Yesterday afternoon, the Yankees won on Opening Day for the first time in the last seven years. In honor of this momentous occasion, I am here to deliver a PSA: do not compare the Rangers’ re-build to what the Yankees did. Ever since the Rangers announced their intentions to recognize and re-build a flawed roster, some fans have been comparing the Rangers’ sell-off to what the Yankees were able to accomplish in 2016. This is really not a fair comparison. For those non-baseball fans amongst us, the Yankees, after several years of mediocrity (sound familiar?) made the difficult decision to buck New York sports tradition and have a deadline sell-off when it was clear they were not going to be able to contend. They held three of the best relief pitchers in the game as trade chips for the stretch run.
They found a market perfect storm in two franchises with massive World Series droughts (the Cubs and Indians), who were both in great positions to contend. The returns on their trades far exceeded normal market value because of this and were able to go from a bottom 10 farm system to a top three system seemingly overnight. Combine that with a young major league core and the Yankees are back to Evil Empire status just over a season later. This is obviously what Rangers fans are hoping for when it comes to the turnaround on this re-build.
Here in the problem, though. These trades coincided with the MLB ready-ness of Aaron Judge, Gary Sanchez, Luis Severino, Greg Bird, Jordan Montgomery and Chad Green. For those of you unfamiliar with these players, Judge hit 52 home runs in 2017, unanimously won Rookie of the Year, was MVP Runner up and is now the cover athlete for the MLB video game. Sanchez is now a top-5 MLB catcher, having hit 53 home runs in his first 674 at-bats. Luis Severino finished third in the Cy Young voting in 2017 and is considered a budding ace. Greg Bird, while injury prone, is an incredibly productive first baseman when healthy. Jordan Montgomery finished with the top rookie WAR for pitchers in 155 innings in 2017. Chad Green was a revelation in the bullpen and regularly worked as a multi-inning fireman for a team that came one game from the World Series.
So, what is my point? My point is, that after selling off at the deadline, all the Yankees have to show for it is about 60 relief innings (from Adam Warren and Ben Heller) and 142 plate appearances (from Clint Frazier) from their deadline haul, so far. The rest of the insane production the Yankees have used to turn the franchise around has come from players who were already in the organization. Because of this production, they were able to dip into their prospect depth to make a couple trades (David Robertson, Sonny Gray, Giancarlo Stanton) that turned them into the powerhouse that most baseball pundits see in 2018.

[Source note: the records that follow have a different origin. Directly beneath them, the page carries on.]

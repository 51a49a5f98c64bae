//! Provider for OpenAI-compatible HTTP endpoints (chat + embeddings).

use std::sync::Arc;

use async_trait::async_trait;
use futures_util::StreamExt;
use reqwest::{Client, RequestBuilder, StatusCode};
use serde_json::{json, Value};
use tokio::sync::mpsc;

use crate::config::{EmbeddingConfig, ModelConfig};
use crate::errors::ChatbotError;

use super::provider::{ChatModel, ChatModelFactory, Embedder};
use super::types::{Message, ToolCall, ToolSpec};

#[derive(Clone)]
pub struct OpenAiCompatProvider {
    config: ModelConfig,
    client: Client,
}

impl OpenAiCompatProvider {
    pub fn new(config: ModelConfig) -> Self {
        Self {
            config: ModelConfig {
                base_url: config.base_url.trim_end_matches('/').to_string(),
                ..config
            },
            client: Client::new(),
        }
    }

    /// Probe the endpoint; used by the factory to translate
    /// model-initialization failures before any turn runs.
    pub async fn health_check(&self) -> Result<(), ChatbotError> {
        let url = format!("{}/v1/models", self.config.base_url);
        let response = authorize(self.client.get(&url), self.config.api_key.as_deref())
            .send()
            .await
            .map_err(ChatbotError::provider)?;
        let status = response.status();
        if !status.is_success() {
            return Err(status_error(status, "model listing failed"));
        }
        Ok(())
    }

    fn chat_body(&self, messages: &[Message], tools: &[ToolSpec], stream: bool) -> Value {
        let mut body = json!({
            "model": self.config.model,
            "messages": messages.iter().map(to_wire).collect::<Vec<_>>(),
            "stream": stream,
        });
        if let Some(obj) = body.as_object_mut() {
            if !tools.is_empty() {
                obj.insert("tools".to_string(), tools_to_wire(tools));
            }
            if let Some(t) = self.config.temperature {
                obj.insert("temperature".to_string(), json!(t));
            }
            if let Some(m) = self.config.max_tokens {
                obj.insert("max_tokens".to_string(), json!(m));
            }
        }
        body
    }
}

#[async_trait]
impl ChatModel for OpenAiCompatProvider {
    async fn invoke(
        &self,
        messages: &[Message],
        tools: &[ToolSpec],
    ) -> Result<Message, ChatbotError> {
        let url = format!("{}/v1/chat/completions", self.config.base_url);
        let body = self.chat_body(messages, tools, false);

        let response = authorize(self.client.post(&url), self.config.api_key.as_deref())
            .json(&body)
            .send()
            .await
            .map_err(ChatbotError::provider)?;

        let status = response.status();
        if !status.is_success() {
            let text = response.text().await.unwrap_or_default();
            return Err(status_error(status, &text));
        }

        let payload: Value = response.json().await.map_err(ChatbotError::provider)?;
        parse_assistant_message(&payload)
    }

    async fn stream(
        &self,
        messages: &[Message],
        tools: &[ToolSpec],
    ) -> Result<mpsc::Receiver<Result<String, ChatbotError>>, ChatbotError> {
        let url = format!("{}/v1/chat/completions", self.config.base_url);
        let body = self.chat_body(messages, tools, true);

        let response = authorize(self.client.post(&url), self.config.api_key.as_deref())
            .json(&body)
            .send()
            .await
            .map_err(ChatbotError::provider)?;

        let status = response.status();
        if !status.is_success() {
            let text = response.text().await.unwrap_or_default();
            return Err(status_error(status, &text));
        }

        let (tx, rx) = mpsc::channel(32);
        let mut stream = response.bytes_stream();

        tokio::spawn(async move {
            while let Some(item) = stream.next().await {
                match item {
                    Ok(bytes) => {
                        let chunk = String::from_utf8_lossy(&bytes);
                        for line in chunk.lines() {
                            let line = line.trim();
                            if line.is_empty() {
                                continue;
                            }
                            if line == "data: [DONE]" {
                                return;
                            }
                            if let Some(data) = line.strip_prefix("data: ") {
                                if let Ok(parsed) = serde_json::from_str::<Value>(data) {
                                    if let Some(content) =
                                        parsed["choices"][0]["delta"]["content"].as_str()
                                    {
                                        if !content.is_empty()
                                            && tx.send(Ok(content.to_string())).await.is_err()
                                        {
                                            return;
                                        }
                                    }
                                }
                            }
                        }
                    }
                    Err(err) => {
                        let _ = tx.send(Err(ChatbotError::provider(err))).await;
                        return;
                    }
                }
            }
        });

        Ok(rx)
    }
}

/// Embedding access over the `/v1/embeddings` endpoint.
#[derive(Clone)]
pub struct OpenAiCompatEmbedder {
    config: EmbeddingConfig,
    client: Client,
}

impl OpenAiCompatEmbedder {
    pub fn new(config: EmbeddingConfig) -> Self {
        Self {
            config: EmbeddingConfig {
                base_url: config.base_url.trim_end_matches('/').to_string(),
                ..config
            },
            client: Client::new(),
        }
    }
}

#[async_trait]
impl Embedder for OpenAiCompatEmbedder {
    async fn embed(&self, texts: &[String]) -> Result<Vec<Vec<f32>>, ChatbotError> {
        let url = format!("{}/v1/embeddings", self.config.base_url);
        let body = json!({
            "model": self.config.model,
            "input": texts,
        });

        let response = authorize(self.client.post(&url), self.config.api_key.as_deref())
            .json(&body)
            .send()
            .await
            .map_err(ChatbotError::provider)?;

        let status = response.status();
        if !status.is_success() {
            let text = response.text().await.unwrap_or_default();
            return Err(status_error(status, &text));
        }

        let payload: Value = response.json().await.map_err(ChatbotError::provider)?;
        let data = payload["data"]
            .as_array()
            .ok_or_else(|| ChatbotError::Provider("embeddings response missing data".into()))?;

        let mut embeddings = Vec::with_capacity(data.len());
        for item in data {
            let values = item["embedding"].as_array().ok_or_else(|| {
                ChatbotError::Provider("embeddings entry missing vector".into())
            })?;
            embeddings.push(
                values
                    .iter()
                    .filter_map(|v| v.as_f64().map(|f| f as f32))
                    .collect(),
            );
        }
        Ok(embeddings)
    }

    async fn embed_query(&self, text: &str) -> Result<Vec<f32>, ChatbotError> {
        let text = text.to_string();
        let mut vectors = self.embed(std::slice::from_ref(&text)).await?;
        vectors
            .pop()
            .ok_or_else(|| ChatbotError::Provider("embeddings response was empty".into()))
    }
}

/// Builds `OpenAiCompatProvider` handles, probing the endpoint once so that
/// credential problems surface at construction time.
pub struct OpenAiCompatFactory;

#[async_trait]
impl ChatModelFactory for OpenAiCompatFactory {
    async fn build(&self, config: &ModelConfig) -> Result<Arc<dyn ChatModel>, ChatbotError> {
        let provider = OpenAiCompatProvider::new(config.clone());
        provider.health_check().await?;
        Ok(Arc::new(provider))
    }
}

fn authorize(request: RequestBuilder, api_key: Option<&str>) -> RequestBuilder {
    match api_key {
        Some(key) => request.bearer_auth(key),
        None => request,
    }
}

/// Error for a non-success response status.
fn status_error(status: StatusCode, detail: &str) -> ChatbotError {
    if status == StatusCode::UNAUTHORIZED || status == StatusCode::FORBIDDEN {
        return ChatbotError::InvalidCredentials(format!(
            "provider rejected credentials ({status})"
        ));
    }
    ChatbotError::Provider(format!("{status}: {detail}"))
}

fn to_wire(message: &Message) -> Value {
    match message {
        Message::System { content } => json!({"role": "system", "content": content}),
        Message::User { content } => json!({"role": "user", "content": content}),
        Message::Assistant {
            content,
            tool_calls,
        } => {
            let mut wire = json!({"role": "assistant", "content": content});
            if !tool_calls.is_empty() {
                wire["tool_calls"] = Value::Array(
                    tool_calls
                        .iter()
                        .map(|call| {
                            json!({
                                "id": call.id,
                                "type": "function",
                                "function": {
                                    "name": call.name,
                                    "arguments": call.arguments.to_string(),
                                },
                            })
                        })
                        .collect(),
                );
            }
            wire
        }
        Message::Tool { content, call_id } => {
            json!({"role": "tool", "tool_call_id": call_id, "content": content})
        }
    }
}

fn tools_to_wire(tools: &[ToolSpec]) -> Value {
    Value::Array(
        tools
            .iter()
            .map(|tool| {
                json!({
                    "type": "function",
                    "function": {
                        "name": tool.name,
                        "description": tool.description,
                        "parameters": tool.parameters,
                    },
                })
            })
            .collect(),
    )
}

fn parse_assistant_message(payload: &Value) -> Result<Message, ChatbotError> {
    let message = &payload["choices"][0]["message"];
    if message.is_null() {
        return Err(ChatbotError::Provider(
            "chat response missing choices[0].message".into(),
        ));
    }

    let content = message["content"].as_str().unwrap_or_default().to_string();
    let mut tool_calls = Vec::new();
    if let Some(calls) = message["tool_calls"].as_array() {
        for call in calls {
            let id = call["id"].as_str().unwrap_or_default().to_string();
            let name = call["function"]["name"].as_str().unwrap_or_default();
            let raw_args = call["function"]["arguments"].as_str().unwrap_or("{}");
            let arguments = serde_json::from_str(raw_args)
                .unwrap_or_else(|_| Value::String(raw_args.to_string()));
            tool_calls.push(ToolCall {
                id,
                name: name.to_string(),
                arguments,
            });
        }
    }
    Ok(Message::assistant_with_tools(content, tool_calls))
}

The development of those players was 99th percentile stuff. The sell-off coincided with three superstar players developing pretty much at the exact same time. Combined with high-level, cost controlled depth, the Yankees were able to acquire additional futures that should help either this season or next (Gleyber Torres, Justice Sheffield) and are poised for a huge deadline, flush with cash and a cache of prospects. This is not the Rangers.
The Rangers did not have a coalescence of perfect market conditions during their tear down this season. They got more or less representative value for their trade chips, and while they have some nice young pieces in their pipeline (Shestyorkin, Chytil, Andersson, Day, etc), these guys are not turning into overnight superstars next season. Several of the key pieces of the recent trades a couple years off (Rykov, Lindgren, Hajek, Howden) and a significant amount of value is tied up in draft picks. Now, draft picks tend to arrive in the Show faster in hockey than baseball, but this isn’t a magic fix, especially drafting (probably) outside the top five.
The Yankees also had a very competent coaching staff. The problem was the overpaid veterans no longer producing. There was no issue with the on-field strategy. Obviously, if the Rangers move on from their current coaching staff, that is a step in the right direction, but this is also going to require a wholesale system change. Plus, you have significant roster turnover that still needs to happen in order to maximize the team’s current and future talent level.
I guess, my point is that it is too easy to associate and compare the similar strategies of two franchises in this market, because coinciding tear-downs are so rare in New York (unless you are the Knicks. Sorry). The problem is, these franchises found themselves in vastly different places at the time they decided to hit the re-set button. The Yankees did very well in their replenishment of farm system depth and were supplemented by three homegrown superstars during the process. For the Rangers, on the other hand, there are no shortcuts or quick fixes. This is a fundamental re-build that is going to take time and careful execution. As the season winds down, we can only hope the front office pushes the right buttons and allows the team the opportunity to make good on its promise to fans. Just don’t expect the 2017 Yankees.